ESPN.com published a long and fascinating profile of Calipari's wildly enthusiastic reception this spring when he was named to replace Billy Gillespie, and the piece opens with a long anecdote about Calipari's animated use of Twitter to announce the signing of a blue-chip recruit. And the profile concludes with this assessment of the role Twitter was playing in helping Calipari win hearts, minds, recruits, wallets in his first few weeks on the job:
Kentucky is Kentucky because of its fan base. Capturing their hearts and loyalty is vital to a coach's success. Rick Pitino mastered it. Tubby Smith only partially did. Gillispie's gravest miscalculation was that he failed to recognize how much all the non-basketball stuff mattered.
I was in Lexington at Gillispie's nadir. It wasn't pretty. Fans were angry and embarrassed at the losing but furious that he failed to embrace their passion. Gillispie was viewed as standoffish and indifferent.
He "didn't get it," I was told more than once. He was in hot water more for that, Barnhart told me, than for his win-loss record.

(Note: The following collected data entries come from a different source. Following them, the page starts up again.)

/// Collects the parts of a discarded value that have to be evaluated anyway.
pub fn side_effects(arena: &mut Arena, id: ExprId, out: &mut Vec<ExprId>) {
    if arena.is_pure(id) {
        return;
    }
    match arena[id].kind {
        ExprKind::Call { .. }
        | ExprKind::Dynamic { .. }
        | ExprKind::Construct { .. }
        | ExprKind::Assign { .. }
        | ExprKind::OpAssign { .. }
        | ExprKind::IncDec { .. }
        | ExprKind::Ternary { .. }
        | ExprKind::Logical { .. }
        | ExprKind::MonitorEnter { .. }
        | ExprKind::MonitorExit { .. } => {
            arena[id].void = true;
            out.push(id);
        }
        _ => {
            let children: Vec<ExprId> = arena[id].subexprs().collect();
            for child in children {
                side_effects(arena, child, out);
            }
        }
    }
}

pub fn constant_type(
    ctx: &MethodContext<'_>,
    constant: &Constant,
) -> Result<Type, DescriptorError> {
    let class = |name: &str| Type::simple(SimpleType::class(name, ctx.hierarchy));
    Ok(match constant {
        Constant::Null => Type::null(),
        Constant::Int(value) => Type::int_constant(*value),
        Constant::Long(_) => Type::simple(SimpleType::Long),
        Constant::Float(_) => Type::simple(SimpleType::Float),
        Constant::Double(_) => Type::simple(SimpleType::Double),
        Constant::String(_) => class(STRING),
        Constant::Class(_) => class("java/lang/Class"),
        Constant::MethodType(_) => class("java/lang/invoke/MethodType"),
        Constant::MethodHandle(_) => class("java/lang/invoke/MethodHandle"),
        Constant::Dynamic { descriptor, .. } => {
            declared(parse_field_descriptor(descriptor, ctx.hierarchy)?)
        }
    })
}

fn element_type(kind: ArrayKind, arena: &Arena, array: ExprId) -> Type {
    match kind.element() {
        Some(SimpleType::BoolByte) => Type::subtypes_of(SimpleType::BoolByte),
        Some(element) => Type::simple(element),
        None => match arena[array].ty.hint() {
            SimpleType::Array(element) => declared(*element),
            _ => Type::any_reference(),
        },
    }
}

fn array_operands(
    ctx: &MethodContext<'_>,
    arena: &mut Arena,
    kind: ArrayKind,
    array: ExprId,
    index: ExprId,
) -> ExprId {
    expect(ctx, arena, index, &Type::subtypes_of(SimpleType::Int));
    if let Some(element) = kind.element()
        && element != SimpleType::BoolByte
    {
        expect(ctx, arena, array, &Type::subtypes_of(SimpleType::array(element)));
    }
    let ty = element_type(kind, arena, array);
    arena.add(ExprKind::ArrayElement { array, index }, ty)
}

fn num_operand(op: ArithOp, kind: NumKind) -> Type {
    match (kind, op) {
        (NumKind::Int, ArithOp::And | ArithOp::Or | ArithOp::Xor) => Type::int_slot(),
        _ => Type::subtypes_of(kind.simple()),
    }
}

Calipari doesn't just get it.
He Tweets it.
When it comes to running an IT organization, I know that most traditional CIOs "get it." The challenge today, though, is that the CIO job is about a whole lot more than just running an IT organization. It's about revenue growth and customer-driven innovation and customer engagement and speed and deep, real-time knowledge of what's happening in the market.
Twitter is certainly not the answer to every problem, it's not a panacea, and it's not the Holy Grail. But it's a powerful and potentially transformational tool that can help CIOs "get it" when it comes to the new responsibilities that CIOs are gaining as opposed to traditional ones they've always had.